Collected data entries
use std::fmt;

/// Maximum length of a single label, in UTF-8 octets (§3).
pub const MAX_LABEL_OCTETS: usize = 63;

/// A single path component in a name, normalised to canonical form
/// (case-folded, precomposed) on construction.
#[derive(Debug, Clone, PartialEq, Eq, Hash, PartialOrd, Ord, serde::Serialize, serde::Deserialize)]
pub struct Label(String);

#[derive(Debug, thiserror::Error, PartialEq, Eq)]
pub enum LabelError {
    #[error("label is empty")]
    Empty,
    #[error("label exceeds {MAX_LABEL_OCTETS} octets")]
    TooLong,
}

impl Label {
    pub fn new(raw: &str) -> Result<Self, LabelError> {
        if raw.is_empty() {
            return Err(LabelError::Empty);
        }
        // Canonical form is case-folded and precomposed; inputs here are
        // expected already-precomposed UTF-8, so only the fold is applied.
        let normalised: String = raw.to_lowercase();
        if normalised.is_empty() {
            return Err(LabelError::Empty);
        }
        if normalised.len() > MAX_LABEL_OCTETS {
            return Err(LabelError::TooLong);
        }
        Ok(Label(normalised))
    }

    pub fn as_str(&self) -> &str {
        &self.0
    }
}

impl fmt::Display for Label {
    fn fmt(&self, f: &mut fmt::Formatter<'_>) -> fmt::Result {
        f.write_str(&self.0)
    }
}

/// Split a dotted name into its labels, rightmost first, per §4.4 step 1.
pub fn split_name_rightmost_first(name: &str) -> Result<Vec<Label>, LabelError> {
    name.split('.')
        .rev()
        .map(Label::new)
        .collect::<Result<Vec<_>, _>>()
}

#[cfg(test)]
mod tests {
    use super::*;

    #[test]
    fn rejects_empty() {
        assert_eq!(Label::new(""), Err(LabelError::Empty));
    }

    #[test]
    fn rejects_too_long() {
        let raw = "a".repeat(64);
        assert_eq!(Label::new(&raw), Err(LabelError::TooLong));
    }

    #[test]
    fn case_folds() {
        let l = Label::new("Example").unwrap();
        assert_eq!(l.as_str(), "example");
    }

    #[test]
    fn splits_rightmost_first() {
        let labels = split_name_rightmost_first("www.example.zkey").unwrap();
        let strs: Vec<&str> = labels.iter().map(Label::as_str).collect();
        assert_eq!(strs, vec!["zkey", "example", "www"]);
    }
}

Aim of the exercise: Word for word, repeat the data from its first line through the line with "precomposed) on construction.", including both of those lines and no others.

Final answer:
use std::fmt;

/// Maximum length of a single label, in UTF-8 octets (§3).
pub const MAX_LABEL_OCTETS: usize = 63;

/// A single path component in a name, normalised to canonical form
/// (case-folded, precomposed) on construction.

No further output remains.